後日談「ベッキーからの手紙」
親愛なる 夢子
そしてマスタング大佐とハボック少尉へ
あたしの夏休みは終わり、あたしはこの手紙をあたしの町、セントルイスシティで書いています。
空に伸びる煙突やオイルの臭いでいっぱいのセントルイスシティの町中にいると、フィディリスでの夏がとても恋しいです。結局火山は“すかしっぺ”みたいなもので終わって、ちょっと拍子抜け。夢子たちと一緒になって、灰だけの村で収穫祈願のお祭りで踊ったのはとても愉快だったわ。大人も子供もみんな灰だらけ。でもとっても幸せ。これもきっとみんなドラゴンのおかげ。ねぇ、ドラゴンって実は神様じゃないかしら?もしくは救いのヒーロー?そんなことを考えるあたしってちょっと変ね。
夢子とマスタング大佐とハボック少尉がセントラルへ帰ってしまってから、ボリス家はすっかり静かになって寂しいんじゃないかって考えたのならそれは大きな間違い。あの日生まれた子牛の世話でとっても忙しいのよ。トムは初めて自分が取り上げた命だから気になって仕方がないの。なんでも世話を焼こうとするの。あれで子供ができたらとんだ子煩悩だわ。きっととっても間抜けな顔で赤ん坊をあやすのよ。でもやっぱり蛙の子は蛙。牛の世話や稲の手入れをさせたらフィディリス2位の腕前よ。一位はやっぱりボリスおじさま。軍を辞めてせっかく訓練の日々が終わったのに、今度は立派な農夫になる訓練の日々よ。
でもあたし、ちっとも心配しやしないの。
きっと向いてるって分かってるんだもの。
今家の近くを車が大きな音を立てて、石畳の上を大騒ぎして通っていきました。うるさいこと!

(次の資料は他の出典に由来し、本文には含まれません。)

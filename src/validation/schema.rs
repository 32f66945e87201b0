//! Structural schema checks for parsed documents.
//!
//! Schemas are written in a subset of JSON Schema: `type`, `required`,
//! `properties`, `items`, `additionalProperties: false`, `enum`, `minLength`
//! and `minItems`. Other keywords are accepted and ignored.

use serde::Deserialize;
use std::collections::BTreeMap;
use std::fmt;
use std::path::Path;

use crate::document::DocumentValue;
use crate::error::SchemaError;

pub const ROLE_SCHEMA: &str = include_str!("../../schemas/role_schema.json");
pub const TOOL_SCHEMA: &str = include_str!("../../schemas/tool_schema.json");

#[derive(Debug, Clone, Copy, PartialEq, Eq, Deserialize)]
#[serde(rename_all = "lowercase")]
pub enum SchemaType {
    Object,
    Array,
    String,
    Number,
    Integer,
    Boolean,
}

impl SchemaType {
    fn as_str(&self) -> &'static str {
        match self {
            SchemaType::Object => "object",
            SchemaType::Array => "array",
            SchemaType::String => "string",
            SchemaType::Number => "number",
            SchemaType::Integer => "integer",
            SchemaType::Boolean => "boolean",
        }
    }

    fn accepts(&self, value: &DocumentValue) -> bool {
        match (self, value) {
            (SchemaType::Object, DocumentValue::Mapping(_)) => true,
            (SchemaType::Array, DocumentValue::Sequence(_)) => true,
            (SchemaType::String, DocumentValue::Scalar(_)) => true,
            (SchemaType::Number, DocumentValue::Scalar(s)) => s.parse::<f64>().is_ok(),
            (SchemaType::Integer, DocumentValue::Scalar(s)) => s.parse::<i64>().is_ok(),
            (SchemaType::Boolean, DocumentValue::Scalar(s)) => matches!(s.as_str(), "true" | "false"),
            _ => false,
        }
    }
}

#[derive(Debug, Clone, Default, Deserialize)]
#[serde(rename_all = "camelCase")]
pub struct Schema {
    #[serde(rename = "type")]
    pub kind: Option<SchemaType>,
    #[serde(default)]
    pub required: Vec<String>,
    #[serde(default)]
    pub properties: BTreeMap<String, Schema>,
    pub items: Option<Box<Schema>>,
    pub additional_properties: Option<bool>,
    #[serde(rename = "enum")]
    pub allowed: Option<Vec<String>>,
    pub min_length: Option<usize>,
    pub min_items: Option<usize>,
}

/// One failed constraint, located by a dotted field path (`$` is the root).
#[derive(Debug, Clone, PartialEq, Eq)]
pub struct SchemaViolation {
    pub path: String,
    pub expected: String,
    pub actual: String,
}

impl fmt::Display for SchemaViolation {
    fn fmt(&self, f: &mut fmt::Formatter<'_>) -> fmt::Result {
        write!(f, "{}: expected {}, found {}", self.path, self.expected, self.actual)
    }
}

impl Schema {
    pub fn from_json(text: &str, origin: &str) -> Result<Self, SchemaError> {
        serde_json::from_str(text).map_err(|source| SchemaError::Decode {
            origin: origin.to_string(),
            source,
        })
    }

    pub fn from_file(path: &Path) -> Result<Self, SchemaError> {
        let text = std::fs::read_to_string(path).map_err(|source| SchemaError::Io {
            path: path.to_path_buf(),
            source,
        })?;
        Self::from_json(&text, &path.display().to_string())
    }

    pub fn role() -> Result<Self, SchemaError> {
        Self::from_json(ROLE_SCHEMA, "built-in role schema")
    }

    pub fn tool() -> Result<Self, SchemaError> {
        Self::from_json(TOOL_SCHEMA, "built-in tool schema")
    }

    /// Every violation in `value`; empty when it conforms.
    pub fn validate(&self, value: &DocumentValue) -> Vec<SchemaViolation> {
        let mut violations = Vec::new();
        self.check(value, "$", &mut violations);
        violations
    }

    fn check(&self, value: &DocumentValue, path: &str, out: &mut Vec<SchemaViolation>) {
        if let Some(kind) = self.kind {
            if !kind.accepts(value) {
                out.push(SchemaViolation {
                    path: path.to_string(),
                    expected: kind.as_str().to_string(),
                    actual: describe(value),
                });
                return;
            }
        }

        match value {
            DocumentValue::Scalar(s) => self.check_scalar(s, path, out),
            DocumentValue::Sequence(items) => self.check_sequence(items, path, out),
            DocumentValue::Mapping(map) => {
                for field in &self.required {
                    if !map.contains_key(field) {
                        out.push(SchemaViolation {
                            path: join(path, field),
                            expected: "required field".to_string(),
                            actual: "nothing".to_string(),
                        });
                    }
                }
                for (key, child) in map.iter() {
                    match self.properties.get(key) {
                        Some(schema) => schema.check(child, &join(path, key), out),
                        None if self.additional_properties == Some(false) => {
                            out.push(SchemaViolation {
                                path: join(path, key),
                                expected: "no additional properties".to_string(),
                                actual: format!("unexpected field '{key}'"),
                            });
                        }
                        None => {}
                    }
                }
            }
        }
    }

    fn check_scalar(&self, s: &str, path: &str, out: &mut Vec<SchemaViolation>) {
        if let Some(min) = self.min_length {
            let len = s.chars().count();
            if len < min {
                out.push(SchemaViolation {
                    path: path.to_string(),
                    expected: format!("at least {min} characters"),
                    actual: format!("{len}"),
                });
            }
        }
        if let Some(allowed) = &self.allowed {
            if !allowed.iter().any(|a| a == s) {
                out.push(SchemaViolation {
                    path: path.to_string(),
                    expected: format!("one of [{}]", allowed.join(", ")),
                    actual: format!("'{s}'"),
                });
            }
        }
    }

    fn check_sequence(&self, items: &[DocumentValue], path: &str, out: &mut Vec<SchemaViolation>) {
        if let Some(min) = self.min_items {
            if items.len() < min {
                out.push(SchemaViolation {
                    path: path.to_string(),
                    expected: format!("at least {min} items"),
                    actual: format!("{}", items.len()),
                });
            }
        }
        if let Some(item_schema) = &self.items {
            for (idx, item) in items.iter().enumerate() {
                item_schema.check(item, &format!("{path}[{idx}]"), out);
            }
        }
    }
}

fn join(path: &str, key: &str) -> String {
    format!("{path}.{key}")
}

fn describe(value: &DocumentValue) -> String {
    match value {
        DocumentValue::Scalar(s) => format!("string '{s}'"),
        other => other.kind().to_string(),
    }
}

この町も工場なんかなくなって、フィディリスみたいに緑でいっぱいの町になったら良いのに。でもやっぱり駄目。だって全部パパの工場なんだもの。でもパパに頼んだら、もっと子供達が遊べるような公園を作ってくれるんですって。失業者対策の公共事業にすると良いわ、とアイディアを出したのはあたし。あたしは結構な政治家になれると思わない?
あれからダグラス中佐は軍から表彰をされて、大佐に昇進したのよ。
もうマスタング大佐も命令できっこないわ、良い気味ね、と思ったんだけど、ダグラス中佐はそれを断ってすっかりただのおじいちゃんになっちゃったの。欲がない人なのね。でも本当はフィディリスを離れたくなかっただけ。だって大佐になったらよその町に飛ばされてしまうんだとか。やっぱり欲がない人ね。かと思えば村長の座を狙ってるっていう噂。あたしはもちろんダグラスさんに一票よ。
ダグラスさんの提案で、ドラゴンは村の守り主になったの。
あたしには決まった宗教はないんだけど、でもこれには賛成よ。だってあたし達はいつまでも忘れないし、忘れちゃいけないのよ。ドラゴンの忠誠を。…けど今の村長はだめね。頭の中は村おこしでいっぱいよ。今度は絵本を出版社に持ち込むんですって。ドラゴンが火山から村を救った話。懲りない人ね。でもあたしは好きだわ。
それよりこれは手紙みたいだけれど、手紙じゃないの。招待状よ。────あたし、結婚するの。相手はもちろんご存知の筈。
夢子、マスタング大佐、ハボック少尉、きっと来てくださるわね?
あたしが作ったバターで焼いた、とびっきりおいしいバターケーキを焼いて待っているわ。
追伸
マスタング大佐には意地悪をしたおわび。
トムが取り上げた子牛に「マスタング」と名前をつけました。
マスタングって野生の馬って意味だけど、ご利益あるみたい。難産がうそのようにとっても元気に育ってます。
きっとあなたのおかげ。ありがとう。
だからどうかきっと来てね。
来ないとパパに言いつけて左遷させてやるわ。